[PATCH v1 1/4] cpufreq: Make drivers using CPUFREQ_ETERNAL specify transition latency

Rafael J. Wysocki posted 1 patch 6 days, 7 hours ago
drivers/cpufreq/cpufreq-dt.c          |    2 +-
drivers/cpufreq/imx6q-cpufreq.c       |    2 +-
drivers/cpufreq/mediatek-cpufreq-hw.c |    2 +-
drivers/cpufreq/scmi-cpufreq.c        |    2 +-
drivers/cpufreq/scpi-cpufreq.c        |    2 +-
drivers/cpufreq/spear-cpufreq.c       |    2 +-
include/linux/cpufreq.h               |    3 +++
7 files changed, 9 insertions(+), 6 deletions(-)
[PATCH v1 1/4] cpufreq: Make drivers using CPUFREQ_ETERNAL specify transition latency
Posted by Rafael J. Wysocki 6 days, 7 hours ago
From: Rafael J. Wysocki <rafael.j.wysocki@intel.com>

Commit a755d0e2d41b ("cpufreq: Honour transition_latency over
transition_delay_us") caused platforms where cpuinfo.transition_latency
is CPUFREQ_ETERNAL to get a very large transition latency whereas
previously it had been capped at 10 ms (and later at 2 ms).

This led to a user-observable regression between 6.6 and 6.12 as
described by Shawn:

"The dbs sampling_rate was 10000 us on 6.6 and suddently becomes
 6442450 us (4294967295 / 1000 * 1.5) on 6.12 for these platforms
 because the default transition delay was dropped [...].

 It slows down dbs governor's reacting to CPU loading change
 dramatically.  Also, as transition_delay_us is used by schedutil
 governor as rate_limit_us, it shows a negative impact on device
 idle power consumption, because the device gets slightly less time
 in the lowest OPP."

Evidently, the expectation of the drivers using CPUFREQ_ETERNAL as
cpuinfo.transition_latency was that it would be capped by the core,
but they may as well return a default transition latency value instead
of CPUFREQ_ETERNAL and the core need not do anything with it.
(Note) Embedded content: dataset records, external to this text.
use ensemble_model::{
    ChatMessage, CompletionProvider, ProviderError, Usage,
};

use crate::agent::Agent;
use crate::context::{ACTIVE_AGENT_KEY, Context};
use crate::gateway::CompletionClient;
use crate::tool::Executor;

/// The default ceiling on rounds per run.
pub const DEFAULT_MAX_TURNS: usize = 10;

/// The outcome of one full run.
#[derive(Debug)]
pub struct RunResponse {
    /// The messages produced since the caller's input.
    pub messages: Vec<ChatMessage>,
    /// The active agent when the run ended.
    pub agent: Agent,
    /// The merged context when the run ended.
    pub context: Context,
    /// Aggregate usage of the whole run.
    pub usage: Usage,
}

/// The outcome of one round: one completion request plus the tool
/// executions it triggered.
#[derive(Debug)]
pub struct Turn {
    /// The messages produced during this round, the raw assistant
    /// message first.
    pub messages: Vec<ChatMessage>,
    /// The active agent after this round.
    pub agent: Agent,
    /// The merged context after this round.
    pub context: Context,
    /// Usage added during this round.
    pub usage: Usage,
    /// Whether the run reached a terminal condition in this round.
    pub done: bool,
}

/// The run loop driving multi-round interactions between the model
/// and a set of cooperating agents.
///
/// Each round submits the active agent's instructions plus the full
/// history to the completion engine, executes whatever tools the model
/// requested, and then either continues with the same agent, switches
/// to a handed-off agent, or halts. One runner processes one
/// interaction at a time, strictly sequentially; callers needing
/// concurrent conversations run independent runs.
#[derive(Clone)]
pub struct Runner {
    client: CompletionClient,
    max_turns: usize,
}

impl Runner {
    /// Creates a runner backed by the given completion provider.
    #[inline]
    pub fn new<P: CompletionProvider + 'static>(provider: P) -> Self {
        Self {
            client: CompletionClient::new(provider),
            max_turns: DEFAULT_MAX_TURNS,
        }
    }

    /// Sets the ceiling on rounds per run.
    ///
    /// The ceiling is a hard guard against runaway tool-calling loops;
    /// reaching it is a normal terminal condition, not an error.
    #[inline]
    pub fn with_max_turns(mut self, max_turns: usize) -> Self {
        self.max_turns = max_turns;
        self
    }

    /// Executes exactly one round and reports whether the run reached
    /// a terminal condition.
    ///
    /// The caller owns the history: the returned messages have not
    /// been appended anywhere yet.
    pub async fn run_turn(
        &self,
        agent: Agent,
        history: &[ChatMessage],
        context: Context,
    ) -> Result<Turn, Box<dyn ProviderError>> {
        let completion =
            self.client.fetch_response(&agent, history, &context).await?;
        let mut usage = completion.usage;
        let requests = completion.message.tool_calls.clone();
        let mut messages = vec![completion.message];

        if requests.is_empty() {
            debug!("{}: no tool calls, finishing", agent.name());
            return Ok(Turn {
                messages,
                agent,
                context,
                usage,
                done: true,
            });
        }

        // Let tools identify the speaker without receiving the agent
        // object itself.
        let mut context = context;
        context.insert(ACTIVE_AGENT_KEY, agent.name());

        let executor = Executor::with_tools(agent.tools());
        let batch = executor.execute(&requests, &context).await;
        messages.extend(batch.messages);
        usage += batch.usage;

        // A handoff still updates the active agent even when the same
        // batch signaled a stop; the stop only ends the run.
        let agent = batch.handoff.unwrap_or(agent);

        Ok(Turn {
            messages,
            agent,
            context: batch.context,
            usage,
            done: batch.stop,
        })
    }

    /// Drives rounds until the model stops requesting tools, a tool
    /// signals a stop, or the turn ceiling is reached.
    ///
    /// Transport and engine errors propagate to the caller and end the
    /// run with no partial response; individual tool failures never
    /// do, they are absorbed into the transcript.
    pub async fn run(
        &self,
        agent: Agent,
        history: Vec<ChatMessage>,
        context: Context,
    ) -> Result<RunResponse, Box<dyn ProviderError>> {
        let initial_len = history.len();
        let mut history = history;
        let mut agent = agent;
        let mut context = context;
        let mut usage = Usage::default();
        let mut turns = 0;

        loop {
            // Guard before the round starts: a ceiling of zero must
            // not issue a single completion request.
            if turns >= self.max_turns {
                debug!("turn ceiling reached after {turns} rounds");
                break;
            }

            let turn =
                self.run_turn(agent.clone(), &history, context).await?;
            history.extend(turn.messages);
            context = turn.context;
            usage += turn.usage;
            if turn.agent.name() != agent.name() {
                debug!(
                    "active agent switched: {} -> {}",
                    agent.name(),
                    turn.agent.name()
                );
            }
            agent = turn.agent;

            if turn.done {
                break;
            }
            turns += 1;
        }

        Ok(RunResponse {
            messages: history.split_off(initial_len),
            agent,
            context,
            usage,
        })
    }
}
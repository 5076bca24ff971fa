mod builder;

use std::borrow::Cow;
use std::fmt::{self, Debug, Formatter};
use std::sync::Arc;

use ensemble_model::ToolChoice;

use crate::context::Context;
use crate::tool::ToolObject;
pub use builder::AgentBuilder;

/// The system instructions of an agent.
///
/// Instructions are either static text, or a pure function of the
/// current context, recomputed on every completion request. Either way
/// the agent itself is never mutated to change them.
#[derive(Clone)]
pub enum Instructions {
    /// Fixed instruction text.
    Static(String),
    /// Instructions computed from the current context.
    Dynamic(Arc<dyn Fn(&Context) -> String + Send + Sync>),
}

impl Instructions {
    /// Returns the effective instruction text for the given context.
    #[inline]
    pub fn effective<'a>(&'a self, ctx: &Context) -> Cow<'a, str> {
        match self {
            Instructions::Static(text) => Cow::Borrowed(text),
            Instructions::Dynamic(f) => Cow::Owned(f(ctx)),
        }
    }
}

impl Debug for Instructions {
    fn fmt(&self, f: &mut Formatter<'_>) -> fmt::Result {
        match self {
            Instructions::Static(text) => {
                f.debug_tuple("Static").field(text).finish()
            }
            Instructions::Dynamic(_) => {
                f.debug_tuple("Dynamic").field(&"<fn>").finish()
            }
        }
    }
}

/// A named role with its own instructions and a bounded set of
/// callable tools.
///
/// An agent is immutable during a round. Handoffs swap the active
/// agent wholesale; nothing ever mutates an agent in place, so a
/// single agent value can be shared between runs.
#[derive(Clone)]
pub struct Agent {
    pub(crate) name: String,
    pub(crate) model: String,
    pub(crate) instructions: Instructions,
    pub(crate) tools: Vec<Arc<dyn ToolObject>>,
    pub(crate) tool_choice: Option<ToolChoice>,
    pub(crate) parallel_tool_calls: bool,
    pub(crate) max_retries: u32,
}

impl Agent {
    /// Returns the name of this agent.
    #[inline]
    pub fn name(&self) -> &str {
        &self.name
    }

    /// Returns the model identifier this agent completes with.
    #[inline]
    pub fn model(&self) -> &str {
        &self.model
    }

    /// Returns the instructions of this agent.
    #[inline]
    pub fn instructions(&self) -> &Instructions {
        &self.instructions
    }

    /// Returns the tool-selection policy of this agent, if any.
    #[inline]
    pub fn tool_choice(&self) -> Option<ToolChoice> {
        self.tool_choice
    }

    /// Returns whether this agent allows multiple tool calls per
    /// round.
    #[inline]
    pub fn parallel_tool_calls(&self) -> bool {
        self.parallel_tool_calls
    }

    /// Returns the retry budget of this agent.
    ///
    /// The core itself never retries transport failures; the budget is
    /// carried for callers that wrap the completion boundary with
    /// their own retry layer.
    #[inline]
    pub fn max_retries(&self) -> u32 {
        self.max_retries
    }

    pub(crate) fn tools(&self) -> &[Arc<dyn ToolObject>] {
        &self.tools
    }
}

impl Debug for Agent {
    fn fmt(&self, f: &mut Formatter<'_>) -> fmt::Result {
        f.debug_struct("Agent")
            .field("name", &self.name)
            .field("model", &self.model)
            .field("tools", &self.tools.len())
            .field("tool_choice", &self.tool_choice)
            .field("parallel_tool_calls", &self.parallel_tool_calls)
            .finish_non_exhaustive()
    }
}
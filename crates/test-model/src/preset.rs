use ensemble_model::{ChatMessage, Completion, ToolCallRequest, Usage};
use serde::{Deserialize, Serialize};

/// The preset for one scripted assistant response.
#[derive(Clone, Debug, Default, PartialEq, Serialize, Deserialize)]
pub struct PresetResponse {
    /// The assistant text of this response.
    pub text: String,
    /// Tool calls requested by this response.
    pub tool_calls: Vec<ToolCallRequest>,
    /// The usage reported with this response.
    pub usage: Usage,
    /// If set, the request will fail in the first `failures` attempts.
    /// `Some(0)` means the request will fail infinitely.
    pub failures: Option<u64>,
}

impl PresetResponse {
    /// Creates a preset that responds with plain assistant text.
    #[inline]
    pub fn text<S: Into<String>>(text: S) -> Self {
        Self {
            text: text.into(),
            ..Default::default()
        }
    }

    /// Creates a preset that responds with the given tool calls.
    #[inline]
    pub fn tool_calls(
        tool_calls: impl Into<Vec<ToolCallRequest>>,
    ) -> Self {
        Self {
            tool_calls: tool_calls.into(),
            ..Default::default()
        }
    }

    /// Sets the assistant text of this response.
    #[inline]
    pub fn with_text<S: Into<String>>(mut self, text: S) -> Self {
        self.text = text.into();
        self
    }

    /// Sets the usage reported with this response.
    #[inline]
    pub fn with_usage(mut self, usage: Usage) -> Self {
        self.usage = usage;
        self
    }

    /// Sets failure times before a successful response. `0` means the
    /// response will always be a failure.
    #[inline]
    pub fn with_failures(mut self, failures: u64) -> Self {
        self.failures = Some(failures);
        self
    }

    pub(crate) fn into_completion(self) -> Completion {
        let message =
            ChatMessage::assistant(self.text).with_tool_calls(self.tool_calls);
        Completion::new(message, self.usage)
    }
}
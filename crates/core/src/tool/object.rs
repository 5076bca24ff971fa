use std::pin::Pin;

use ensemble_model::ToolSchema;
use serde_json::Value;

use crate::context::Context;
use crate::tool::{Error, Tool, ToolResult};

pub(crate) trait ToolObject: Send + Sync + 'static {
    fn name(&self) -> &str;

    fn description(&self) -> &str;

    fn parameter_schema(&self) -> &Value;

    fn execute(
        &self,
        arguments: Value,
        ctx: &Context,
    ) -> Pin<Box<dyn Future<Output = ToolResult> + Send>>;
}

/// Compiles the engine-facing declaration of a tool.
pub(crate) fn schema_of(tool: &dyn ToolObject) -> ToolSchema {
    ToolSchema {
        name: tool.name().to_owned(),
        description: tool.description().to_owned(),
        parameters: tool.parameter_schema().clone(),
    }
}

pub(crate) struct AnyTool<T: Tool>(pub T);

impl<T: Tool> ToolObject for AnyTool<T> {
    #[inline]
    fn name(&self) -> &str {
        self.0.name()
    }

    #[inline]
    fn description(&self) -> &str {
        self.0.description()
    }

    #[inline]
    fn parameter_schema(&self) -> &Value {
        self.0.parameter_schema()
    }

    #[inline]
    fn execute(
        &self,
        arguments: Value,
        ctx: &Context,
    ) -> Pin<Box<dyn Future<Output = ToolResult> + Send>> {
        let input: T::Input = match serde_json::from_value(arguments) {
            Ok(input) => input,
            Err(err) => {
                let reason = format!("{err}");
                return Box::pin(std::future::ready(ToolResult::Err(
                    Error::invalid_input().with_reason(reason),
                )));
            }
        };
        Box::pin(self.0.execute(input, ctx))
    }
}
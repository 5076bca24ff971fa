use std::error::Error;

use crate::error::ErrorKind;
use crate::request::{Completion, CompletionRequest};

/// The error type for a completion provider.
pub trait ProviderError: Error + Send + Sync + 'static {
    /// Returns the kind of this error.
    fn kind(&self) -> ErrorKind;
}

/// A type that represents a completion provider, which is an entry for
/// submitting conversation state to a completion engine.
///
/// Once the provider is created, it should behave like a stateless
/// object. It can still have internal state, but callers should not
/// rely on it, and the provider should be prepared for being dropped
/// anytime.
pub trait CompletionProvider: Send + Sync {
    /// The error type that may be returned by the provider.
    type Error: ProviderError;

    /// Sends a request to the completion engine and resolves to one
    /// assistant message plus its usage.
    fn complete(
        &self,
        req: &CompletionRequest,
    ) -> impl Future<Output = Result<Completion, Self::Error>> + Send + 'static;
}
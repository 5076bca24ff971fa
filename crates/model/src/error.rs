/// The kind of error that occurred.
#[derive(Clone, Copy, Debug, PartialEq, Eq, Hash)]
pub enum ErrorKind {
    /// The content is moderated.
    Moderated,
    /// The completion engine is rate limited.
    RateLimitExceeded,
    /// Any other errors.
    Other,
}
Accordingly, introduce CPUFREQ_DEFAULT_TRANSITION_LATENCY_NS and make
all of the drivers in question use it instead of CPUFREQ_ETERNAL.

Fixes: a755d0e2d41b ("cpufreq: Honour transition_latency over transition_delay_us")
Closes: https://lore.kernel.org/linux-pm/20250922125929.453444-1-shawnguo2@yeah.net/
Reported-by: Shawn Guo <shawnguo@kernel.org>
Cc: 6.6+ <stable@vger.kernel.org> # 6.6+
Signed-off-by: Rafael J. Wysocki <rafael.j.wysocki@intel.com>
---
 drivers/cpufreq/cpufreq-dt.c          |    2 +-
 drivers/cpufreq/imx6q-cpufreq.c       |    2 +-
 drivers/cpufreq/mediatek-cpufreq-hw.c |    2 +-
 drivers/cpufreq/scmi-cpufreq.c        |    2 +-
 drivers/cpufreq/scpi-cpufreq.c        |    2 +-
 drivers/cpufreq/spear-cpufreq.c       |    2 +-
 include/linux/cpufreq.h               |    3 +++
 7 files changed, 9 insertions(+), 6 deletions(-)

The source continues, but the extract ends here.